Second, as with The Great, which I wrote about previously, the cast is multi-ethnic rather than just being pasty white Brits.  That’s fine.  It isn’t like we haven’t heard about Hamilton around here, so roll with it.  And nobody within the show mentions it, so it isn’t a thing… until one short scene mid-season when Lady Danbury mentions to the Duke of Hastings, who are both played by black actors, that he needs to hold up his end of things because they’re only in the heights of society because George III married the black Queen Charlotte, introducing a measure of racial equality and tolerance.

At that point I figured that the racial makeup of the cast was going to become a thing… and then it was never mentioned again.  If you’re not going to do something with a revelation like that, just don’t bring it up.  I imagine somebody management got nervous and felt the need to quickly explain the racial makeup of the cast.  Maybe they should go see Hamilton.

Still, fun and extravagant and fun and if you listen closely to the music you might find you’re not getting what one might expect.

Something old.  I was bemoaning my inability to find The Fall and Rise of Reginald Perrin on any streaming service when I summed up some of our binge watching, and on my subsequent mental list of shows I would want to go through again was The Sandbaggers, another one of the shows from the UK that found its way to the US in the 80s via public television.

Having been recorded/produced on standard definition video tape, which was the standard of the time, rather than 35mm film like some earlier television, has no doubt held it back from the transition for formats beyond DVD.  (Hogan’s Heroes for example, was all on film, which was why it made it to HD early and why you can find the whole series on Blu-Ray today.)  As such, I had little hope of finding it anywhere save for some episodes somebody dumped onto YouTube.
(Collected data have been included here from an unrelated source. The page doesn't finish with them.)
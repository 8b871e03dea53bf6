use serde::{Deserialize, Serialize};

/// Episode identity within a series
#[derive(
    Debug, Clone, Copy, PartialEq, Eq, Hash, PartialOrd, Ord, Serialize, Deserialize,
)]
pub struct EpisodeKey {
    pub season_number: u16,
    pub episode_number: u16,
}

/// Result of flipping a single episode fact
#[derive(Debug, Clone, Copy, PartialEq, Eq, Serialize, Deserialize)]
pub struct EpisodeToggle {
    /// New state of the toggled episode
    pub watched: bool,
    /// Recomputed completion percentage for the whole series
    pub percentage: u8,
}

/// Result of flipping the series-level watched fact
#[derive(Debug, Clone, Copy, PartialEq, Eq, Serialize, Deserialize)]
pub struct SeriesToggle {
    /// New state of the explicit series fact
    pub watched: bool,
    /// Percentage after the cascade: 100 after marking (0 if no episodes are
    /// known yet), 0 after clearing
    pub percentage: u8,
}

/// Read-only projection of a user's progress on one series.
///
/// `series_watched` is the unified view: true iff the explicit series fact is
/// present or the completion percentage is 100.
#[derive(Debug, Clone, PartialEq, Eq, Serialize, Deserialize)]
pub struct ProgressView {
    pub watched_episodes: Vec<EpisodeKey>,
    pub percentage: u8,
    pub series_watched: bool,
}
//! User accounts and authentication payloads.
//!
//! Passwords are hashed with Argon2id before they reach storage; the hash is
//! kept out of [`User`] entirely so it can never be serialized into a
//! response. Access tokens are HS256 JWTs carrying [`Claims`].

use std::fmt::{self, Display, Formatter};
use std::str::FromStr;

use chrono::{DateTime, Utc};
use serde::{Deserialize, Serialize};
use uuid::Uuid;

use crate::error::ValidationError;

/// Account role. Admins may promote other users.
#[derive(Debug, Clone, Copy, PartialEq, Eq, Serialize, Deserialize)]
#[serde(rename_all = "SCREAMING_SNAKE_CASE")]
pub enum UserRole {
    User,
    Admin,
}

impl UserRole {
    pub fn as_str(&self) -> &'static str {
        match self {
            UserRole::User => "USER",
            UserRole::Admin => "ADMIN",
        }
    }

    pub fn is_admin(&self) -> bool {
        matches!(self, UserRole::Admin)
    }
}

impl Display for UserRole {
    fn fmt(&self, f: &mut Formatter<'_>) -> fmt::Result {
        f.write_str(self.as_str())
    }
}

impl FromStr for UserRole {
    type Err = String;

    fn from_str(value: &str) -> Result<Self, Self::Err> {
        match value {
            "USER" => Ok(UserRole::User),
            "ADMIN" => Ok(UserRole::Admin),
            other => Err(format!("unknown role: {other}")),
        }
    }
}

/// A registered account. The credential hash lives in its own storage column
/// and never appears here.
#[derive(Debug, Clone, Serialize, Deserialize)]
pub struct User {
    pub id: Uuid,
    pub email: String,
    pub first_name: String,
    pub last_name: String,
    pub role: UserRole,
    pub theme: String,
    pub avatar_url: Option<String>,
    pub created_at: DateTime<Utc>,
    pub updated_at: DateTime<Utc>,
}

/// Signup payload.
#[derive(Debug, Clone, Serialize, Deserialize)]
pub struct RegisterRequest {
    pub email: String,
    pub password: String,
    pub first_name: String,
    pub last_name: String,
    #[serde(default)]
    pub theme: Option<String>,
}

impl RegisterRequest {
    pub fn validate(&self) -> Result<(), ValidationError> {
        validate_email(&self.email)?;
        validate_password(&self.password)?;
        validate_name(&self.first_name)?;
        validate_name(&self.last_name)?;
        Ok(())
    }
}

/// Login payload.
#[derive(Debug, Clone, Serialize, Deserialize)]
pub struct LoginRequest {
    pub email: String,
    pub password: String,
}

/// Password change payload. The new password must differ from the current one.
#[derive(Debug, Clone, Serialize, Deserialize)]
pub struct ChangePasswordRequest {
    pub current_password: String,
    pub new_password: String,
}

impl ChangePasswordRequest {
    pub fn validate(&self) -> Result<(), ValidationError> {
        if self.current_password == self.new_password {
            return Err(ValidationError::PasswordUnchanged);
        }
        validate_password(&self.new_password)
    }
}

/// Profile update payload; absent fields are left untouched.
#[derive(Debug, Clone, Default, Serialize, Deserialize)]
pub struct UpdateProfileRequest {
    #[serde(default)]
    pub first_name: Option<String>,
    #[serde(default)]
    pub last_name: Option<String>,
    #[serde(default)]
    pub theme: Option<String>,
}

impl UpdateProfileRequest {
    pub fn validate(&self) -> Result<(), ValidationError> {
        if let Some(name) = &self.first_name {
            validate_name(name)?;
        }
        if let Some(name) = &self.last_name {
            validate_name(name)?;
        }
        Ok(())
    }
}

/// JWT claims for access tokens
#[derive(Debug, Clone, Serialize, Deserialize)]
pub struct Claims {
    /// User id
    pub sub: Uuid,
    /// Expiration time
    pub exp: i64,
    /// Issued at
    pub iat: i64,
    /// Token id
    pub jti: String,
}

/// Token response returned after signup and login.
#[derive(Debug, Clone, Serialize, Deserialize)]
pub struct AuthToken {
    pub access_token: String,
    /// Seconds until the access token expires
    pub expires_in: u32,
}

fn validate_email(email: &str) -> Result<(), ValidationError> {
    let Some((local, domain)) = email.split_once('@') else {
        return Err(ValidationError::InvalidEmail);
    };
    if local.is_empty() || domain.is_empty() || !domain.contains('.') {
        return Err(ValidationError::InvalidEmail);
    }
    Ok(())
}

fn validate_password(password: &str) -> Result<(), ValidationError> {
    if password.len() < 8 {
        return Err(ValidationError::PasswordTooShort);
    }
    Ok(())
}

fn validate_name(name: &str) -> Result<(), ValidationError> {
    if name.trim().is_empty() || name.len() > 100 {
        return Err(ValidationError::InvalidName);
    }
    Ok(())
}

#[cfg(test)]
mod tests {
    use super::*;

    fn register(email: &str, password: &str) -> RegisterRequest {
        RegisterRequest {
            email: email.to_string(),
            password: password.to_string(),
            first_name: "Ada".to_string(),
            last_name: "Lovelace".to_string(),
            theme: None,
        }
    }

    #[test]
    fn register_validation() {
        assert!(register("ada@example.com", "correcthorse").validate().is_ok());
        assert_eq!(
            register("not-an-email", "correcthorse").validate(),
            Err(ValidationError::InvalidEmail)
        );
        assert_eq!(
            register("ada@example.com", "short").validate(),
            Err(ValidationError::PasswordTooShort)
        );
    }

    #[test]
    fn change_password_must_differ() {
        let request = ChangePasswordRequest {
            current_password: "hunter2hunter2".to_string(),
            new_password: "hunter2hunter2".to_string(),
        };
        assert_eq!(request.validate(), Err(ValidationError::PasswordUnchanged));
    }

    #[test]
    fn role_round_trips_through_str() {
        assert_eq!("ADMIN".parse::<UserRole>().unwrap(), UserRole::Admin);
        assert!(UserRole::Admin.is_admin());
        assert!(!UserRole::User.is_admin());
        assert!("ROOT".parse::<UserRole>().is_err());
    }
}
On a whim I used Roku’s search, which goes through all the services they support, and I found it on a service called Tubi, which was purchased by Fox last year, which puts it in bed with Hulu and Disney+ at this point.  You don’t have to subscribe, but you do have to watch commercials.  There is always a price.

But for The Sandbaggers and its focus bureaucracy and policy fights over Bond-like action I’ll put up with a few commercials.  And at least they show it in 4:3 aspect ratio rather than trying to stretch it awkwardly in order to fill up your HD screen.